Jordan, who used to work in the mobile communications industry, says that ideas become sexed-up beyond their capability. “At one time, it was all WAP,” he says. “Expectations were incredibly high, but it was basically Teletext on the phone.” On the other hand, no one in the industry expected SMS texting to become so enormous, indicating that there is a magic at play in the fetishistic world of mobile technology - take the fuss about the BlackBerry, for instance, which is so compulsive that some call it the “CrackBerry”.
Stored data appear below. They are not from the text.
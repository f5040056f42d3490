// This file is part of the product Lingod.
// SPDX-FileCopyrightText: 2025-2026 Zivatar Limited
// SPDX-License-Identifier: AGPL-3.0-or-later
// The code and documentation in this repository is licensed under the GNU Affero General Public License v3.0 or later (AGPL-3.0-or-later). See LICENSE.

//! Filter composition for the listing and search paths.
//!
//! Both paths accept the same optional request parameters (tag, key,
//! content, locale) and AND together only the filters actually present.
//! They differ in how key/content match: the listing path uses substring
//! matching, the search path uses boolean-mode full-text matching.

use crate::store::fulltext::BooleanQuery;
use crate::store::types::Translation;
use serde::Deserialize;

/// Raw request parameters, deserialized straight from the query string.
/// An absent parameter means "no constraint", never "match empty".
#[derive(Debug, Clone, Default, Deserialize)]
pub struct FilterParams {
    pub tag: Option<String>,
    pub key: Option<String>,
    pub content: Option<String>,
    pub locale: Option<String>,
}

impl FilterParams {
    pub fn list_filter(&self) -> ListFilter {
        ListFilter {
            tag: self.tag.clone(),
            key: self.key.clone(),
            content: self.content.clone(),
            locale: self.locale.clone(),
        }
    }

    pub fn search_filter(&self) -> SearchFilter {
        SearchFilter {
            tag: self.tag.clone(),
            key: self.key.as_deref().map(BooleanQuery::parse),
            content: self.content.as_deref().map(BooleanQuery::parse),
            locale: self.locale.clone(),
        }
    }

    /// Present parameters as (name, value) pairs, in declaration order.
    /// The search cache canonicalizes these before digesting.
    pub fn present_pairs(&self) -> Vec<(&'static str, &str)> {
        let mut pairs = Vec::new();
        if let Some(tag) = &self.tag {
            pairs.push(("tag", tag.as_str()));
        }
        if let Some(key) = &self.key {
            pairs.push(("key", key.as_str()));
        }
        if let Some(content) = &self.content {
            pairs.push(("content", content.as_str()));
        }
        if let Some(locale) = &self.locale {
            pairs.push(("locale", locale.as_str()));
        }
        pairs
    }
}

/// Composed predicate for the listing/export path: substring matching on
/// key and value, exact locale. Tag membership is resolved by the store,
/// which owns the join table.
#[derive(Debug, Clone, Default)]
pub struct ListFilter {
    pub tag: Option<String>,
    pub key: Option<String>,
    pub content: Option<String>,
    pub locale: Option<String>,
}

impl ListFilter {
    pub fn matches_text(&self, translation: &Translation) -> bool {
        if let Some(key) = &self.key {
            if !translation.key.contains(key.as_str()) {
                return false;
            }
        }
        if let Some(content) = &self.content {
            if !translation.value.contains(content.as_str()) {
                return false;
            }
        }
        if let Some(locale) = &self.locale {
            if &translation.locale != locale {
                return false;
            }
        }
        true
    }
}

/// Composed predicate for the search path: boolean-mode full-text matching
/// on key and value, exact locale.
#[derive(Debug, Clone, Default)]
pub struct SearchFilter {
    pub tag: Option<String>,
    pub key: Option<BooleanQuery>,
    pub content: Option<BooleanQuery>,
    pub locale: Option<String>,
}

impl SearchFilter {
    pub fn matches_text(&self, translation: &Translation) -> bool {
        if let Some(key) = &self.key {
            if !key.matches(&translation.key) {
                return false;
            }
        }
        if let Some(content) = &self.content {
            if !content.matches(&translation.value) {
                return false;
            }
        }
        if let Some(locale) = &self.locale {
            if &translation.locale != locale {
                return false;
            }
        }
        true
    }
}

#[cfg(test)]
mod tests {
    use super::*;
    use chrono::Utc;

    fn sample(key: &str, value: &str, locale: &str) -> Translation {
        let now = Utc::now();
        Translation {
            id: 1,
            group: "auth".to_string(),
            key: key.to_string(),
            locale: locale.to_string(),
            value: value.to_string(),
            created_at: now,
            updated_at: now,
        }
    }

    #[test]
    fn empty_filter_matches_everything() {
        let filter = ListFilter::default();
        assert!(filter.matches_text(&sample("greeting", "Hello", "en_US")));
    }

    #[test]
    fn list_filter_uses_substring_matching() {
        let filter = ListFilter {
            key: Some("greet".to_string()),
            ..Default::default()
        };
        assert!(filter.matches_text(&sample("greeting", "Hello", "en_US")));
        assert!(!filter.matches_text(&sample("farewell", "Bye", "en_US")));
    }

    #[test]
    fn list_filter_substring_is_case_sensitive() {
        let filter = ListFilter {
            content: Some("hello".to_string()),
            ..Default::default()
        };
        assert!(!filter.matches_text(&sample("greeting", "Hello", "en_US")));
    }

    #[test]
    fn present_filters_are_anded() {
        let filter = ListFilter {
            key: Some("greet".to_string()),
            locale: Some("en_US".to_string()),
            ..Default::default()
        };
        assert!(filter.matches_text(&sample("greeting", "Hello", "en_US")));
        assert!(!filter.matches_text(&sample("greeting", "Bonjour", "fr_FR")));
    }

    #[test]
    fn search_filter_uses_full_text_matching() {
        let params = FilterParams {
            content: Some("hello".to_string()),
            ..Default::default()
        };
        let filter = params.search_filter();
        // Full-text tokenization is case-insensitive and word-bounded,
        // unlike the listing path's substring match.
        assert!(filter.matches_text(&sample("greeting", "Hello there", "en_US")));
        assert!(!filter.matches_text(&sample("greeting", "Othello", "en_US")));
    }

    #[test]
    fn present_pairs_reports_only_present_parameters() {
        let params = FilterParams {
            locale: Some("en_US".to_string()),
            tag: Some("ui".to_string()),
            ..Default::default()
        };
        assert_eq!(
            params.present_pairs(),
            vec![("tag", "ui"), ("locale", "en_US")]
        );
    }
}
// This file is part of the product Lingod.
// SPDX-FileCopyrightText: 2025-2026 Zivatar Limited
// SPDX-License-Identifier: AGPL-3.0-or-later
// The code and documentation in this repository is licensed under the GNU Affero General Public License v3.0 or later (AGPL-3.0-or-later). See LICENSE.

//! In-process datastore behind the storage traits.
//!
//! All records live in indexed maps under a single `RwLock`; mutations are
//! persisted to the JSON snapshot before they are considered committed, and
//! rolled back in memory when the snapshot write fails. Reads never touch
//! the disk. `in_memory()` skips persistence entirely and is what the test
//! suites inject.

use super::snapshot::{SnapshotData, SnapshotFile};
use super::types::{
    NewTranslation, NewUser, StoreError, Tag, TagRow, Translation, TranslationChanges,
    TranslationRow, User,
};
use super::{TagStore, TranslationStore, UserStore};
use crate::translations::filter::{ListFilter, SearchFilter};
use chrono::Utc;
use std::collections::{BTreeMap, BTreeSet, HashMap};
use std::ops::Bound;
use std::path::PathBuf;
use std::sync::{RwLock, RwLockReadGuard, RwLockWriteGuard};

#[derive(Default)]
struct DataSet {
    translations: BTreeMap<u64, Translation>,
    // (group, key, locale) -> id
    triple_index: HashMap<(String, String, String), u64>,
    tags: BTreeMap<u64, Tag>,
    tag_names: HashMap<String, u64>,
    // (translation_id, tag_id), composite-unique by construction
    links: BTreeSet<(u64, u64)>,
    users: BTreeMap<u64, User>,
    user_emails: HashMap<String, u64>,
    next_translation_id: u64,
    next_tag_id: u64,
    next_user_id: u64,
}

impl DataSet {
    fn from_snapshot(data: SnapshotData) -> Self {
        let mut set = DataSet {
            next_translation_id: data.next_translation_id.max(1),
            next_tag_id: data.next_tag_id.max(1),
            next_user_id: data.next_user_id.max(1),
            ..DataSet::default()
        };
        for translation in data.translations {
            set.next_translation_id = set.next_translation_id.max(translation.id + 1);
            set.triple_index.insert(
                triple_key(&translation.group, &translation.key, &translation.locale),
                translation.id,
            );
            set.translations.insert(translation.id, translation);
        }
        for tag in data.tags {
            set.next_tag_id = set.next_tag_id.max(tag.id + 1);
            set.tag_names.insert(tag.name.clone(), tag.id);
            set.tags.insert(tag.id, tag);
        }
        for user in data.users {
            set.next_user_id = set.next_user_id.max(user.id + 1);
            set.user_emails.insert(user.email.clone(), user.id);
            set.users.insert(user.id, user);
        }
        set.links = data.links.into_iter().collect();
        set
    }

    fn to_snapshot(&self) -> SnapshotData {
        SnapshotData {
            translations: self.translations.values().cloned().collect(),
            tags: self.tags.values().cloned().collect(),
            users: self.users.values().cloned().collect(),
            links: self.links.iter().cloned().collect(),
            next_translation_id: self.next_translation_id,
            next_tag_id: self.next_tag_id,
            next_user_id: self.next_user_id,
        }
    }
}

fn triple_key(group: &str, key: &str, locale: &str) -> (String, String, String) {
    (group.to_string(), key.to_string(), locale.to_string())
}

pub struct Datastore {
    inner: RwLock<DataSet>,
    snapshot: Option<SnapshotFile>,
}

impl Datastore {
    /// Open (or initialize) a datastore persisted at `path`.
    pub fn open(path: PathBuf) -> Result<Self, StoreError> {
        let snapshot = SnapshotFile::new(path)?;
        let data = DataSet::from_snapshot(snapshot.load()?);
        Ok(Datastore {
            inner: RwLock::new(data),
            snapshot: Some(snapshot),
        })
    }

    /// Ephemeral datastore with no snapshot file. Used by the test suites.
    pub fn in_memory() -> Self {
        Datastore {
            inner: RwLock::new(DataSet::default()),
            snapshot: None,
        }
    }

    fn read_guard(&self) -> RwLockReadGuard<'_, DataSet> {
        match self.inner.read() {
            Ok(guard) => guard,
            Err(poisoned) => {
                log::error!("Datastore lock poisoned on read; recovering");
                poisoned.into_inner()
            }
        }
    }

    fn write_guard(&self) -> RwLockWriteGuard<'_, DataSet> {
        match self.inner.write() {
            Ok(guard) => guard,
            Err(poisoned) => {
                log::error!("Datastore lock poisoned on write; recovering");
                poisoned.into_inner()
            }
        }
    }

    fn persist(&self, data: &DataSet) -> Result<(), StoreError> {
        match &self.snapshot {
            Some(snapshot) => snapshot.save(&data.to_snapshot()),
            None => Ok(()),
        }
    }

    /// Resolve the tag filter to a tag id. `Err(())` is the "filter can
    /// never match" case: a tag parameter was given but no such tag exists,
    /// which must yield zero rows rather than ignoring the filter.
    fn resolve_tag(data: &DataSet, tag: &Option<String>) -> Result<Option<u64>, ()> {
        match tag {
            None => Ok(None),
            Some(name) => match data.tag_names.get(name.as_str()) {
                Some(id) => Ok(Some(*id)),
                None => Err(()),
            },
        }
    }

    fn linked(data: &DataSet, translation_id: u64, tag_id: u64) -> bool {
        data.links.contains(&(translation_id, tag_id))
    }

    /// Insert many tags with a single snapshot write. Names already present
    /// are skipped. Used by the seeder; the request path goes through
    /// [`TagStore::create_tag`].
    pub fn bulk_insert_tags(&self, names: &[String]) -> Result<Vec<Tag>, StoreError> {
        let mut data = self.write_guard();
        let now = Utc::now();
        let mut created = Vec::new();
        for name in names {
            if data.tag_names.contains_key(name.as_str()) {
                continue;
            }
            let id = data.next_tag_id;
            data.next_tag_id += 1;
            let tag = Tag {
                id,
                name: name.clone(),
                created_at: now,
                updated_at: now,
            };
            data.tag_names.insert(name.clone(), id);
            data.tags.insert(id, tag.clone());
            created.push(tag);
        }

        if let Err(err) = self.persist(&data) {
            for tag in &created {
                data.tag_names.remove(&tag.name);
                data.tags.remove(&tag.id);
            }
            if let Some(first) = created.first() {
                data.next_tag_id = first.id;
            }
            return Err(err);
        }
        Ok(created)
    }

    /// Insert many translations, each with its tag links, in one snapshot
    /// write. Rows whose triple is already taken are skipped; links to
    /// unknown tags are dropped. Returns the number of rows inserted.
    pub fn bulk_insert_translations(
        &self,
        rows: Vec<(NewTranslation, Vec<u64>)>,
    ) -> Result<usize, StoreError> {
        let mut data = self.write_guard();
        let now = Utc::now();
        let mut inserted_ids = Vec::new();
        let mut inserted_links = Vec::new();
        let first_id = data.next_translation_id;

        for (new, tag_ids) in rows {
            let key = triple_key(&new.group, &new.key, &new.locale);
            if data.triple_index.contains_key(&key) {
                continue;
            }
            let id = data.next_translation_id;
            data.next_translation_id += 1;
            data.triple_index.insert(key, id);
            data.translations.insert(
                id,
                Translation {
                    id,
                    group: new.group,
                    key: new.key,
                    locale: new.locale,
                    value: new.value,
                    created_at: now,
                    updated_at: now,
                },
            );
            inserted_ids.push(id);
            for tag_id in tag_ids {
                if data.tags.contains_key(&tag_id) && data.links.insert((id, tag_id)) {
                    inserted_links.push((id, tag_id));
                }
            }
        }

        if let Err(err) = self.persist(&data) {
            for id in &inserted_ids {
                if let Some(removed) = data.translations.remove(id) {
                    data.triple_index
                        .remove(&triple_key(&removed.group, &removed.key, &removed.locale));
                }
            }
            for link in inserted_links {
                data.links.remove(&link);
            }
            data.next_translation_id = first_id;
            return Err(err);
        }
        Ok(inserted_ids.len())
    }
}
The point is: the market is unpredictable. Indeed, many didn’t think that convergence would work; including Martin Cooper, widely acknowledged as the creator of the mobile phone - and some think it could still flounder. “The 3G people are saying you can download music and video too,” says O’Connor. “But I’d question whether people want to look while on the move. Fundamentally, to watch is a different state of receptivity than to talk.” Jordan too remains unsure, particularly about the increasing use of location devices on phones: “It seems to go against the freedom offered by mobility.” With the ordinary consumer frazzled by upgrades and baffled by functions, the road to gadget hell is paved with good inventions.

The radio pager

This early piece of white-hot mobile technology was the height of connectedness in the mid-1970s. Although destined for the fast-movers - the financiers, surgeons, movers and shakers - the pager went the way of so much technology: started groovy, went sleazy. Even now, popular perception of the typical pager-user is drug-dealer rather than doctor.

Karaoke MP3

This is only included because it falls into a special class of products - those that look like they might offer maximum nuisance value. So it’s lucky for us, if not for Europe’s teenagers, that it is available only in Korea.

Segway motorised scooter

The pizzazz around the launch of the Segway appears to have been matched by sheer consumer indifference. If you doubt this, ask yourself the question: have you ever seen anyone driving a Segway (apart from a journalist doing a gee-whizz story, that is, or someone on television)? I bet that the answer for most readers is a resounding No. The Segway may not yet be the new Sinclair C5, but things aren’t looking great.

Video calling

A staple of sci-fi for many years, the video calling phone has never quite hit paydirt, despite various attempts. Perhaps it is the reality of talking to someone while looking at the phone that doesn’t quite work, or the fact that sight is not the dominant sense in a telephone conversation, or the fact that you really don’t want to be seen when you’re on the phone.

The e-book

The idea of e-books was that you could store them on a memory card, then have millions of words to read on PDAs, notebooks, laptops and mini PCs - and marvel at how great it was not to have to pack dusty books when travelling. This scenario hasn’t happened. Barnes & Noble shut down its e-books store in 2003, the inescapable conclusion being that few people want to take a slice of cold technology to bed when they could have a nice warm paper-and-board book.

Telepoint

Some might remember BT’s Phonepoint, along with three other telepoint providers: Mercury, Zonephone and Rabbit. Telepoint phone systems meant that you could make a call from your “brick” out on the streets, but you’d have to be near a radio phone point to use it. So why not just use a telephone box? Telepoint soon went to join the corded car phone in the product cemetery.

Electric shoes

The electric mobile-recharging boot was an invention from the dynamic house of Trevor Baylis, he of the Windup Radio, who famously tried out a prototype pair in 2000. But despite the move towards cyborg-style clothing that supports a range of functions - there is even a WiFi backpack looming - the boots haven’t zoomed out of the factory and off the shelves, largely because of a topical if unintended consequence: they trigger security fears.

Computer wristwatch

This is firmly out of the James Bond school of gadgetry: in Moonraker, for instance, Bond’s Seiko has explosives in its casing. But, somehow, this beast doesn’t quite fill one with confidence.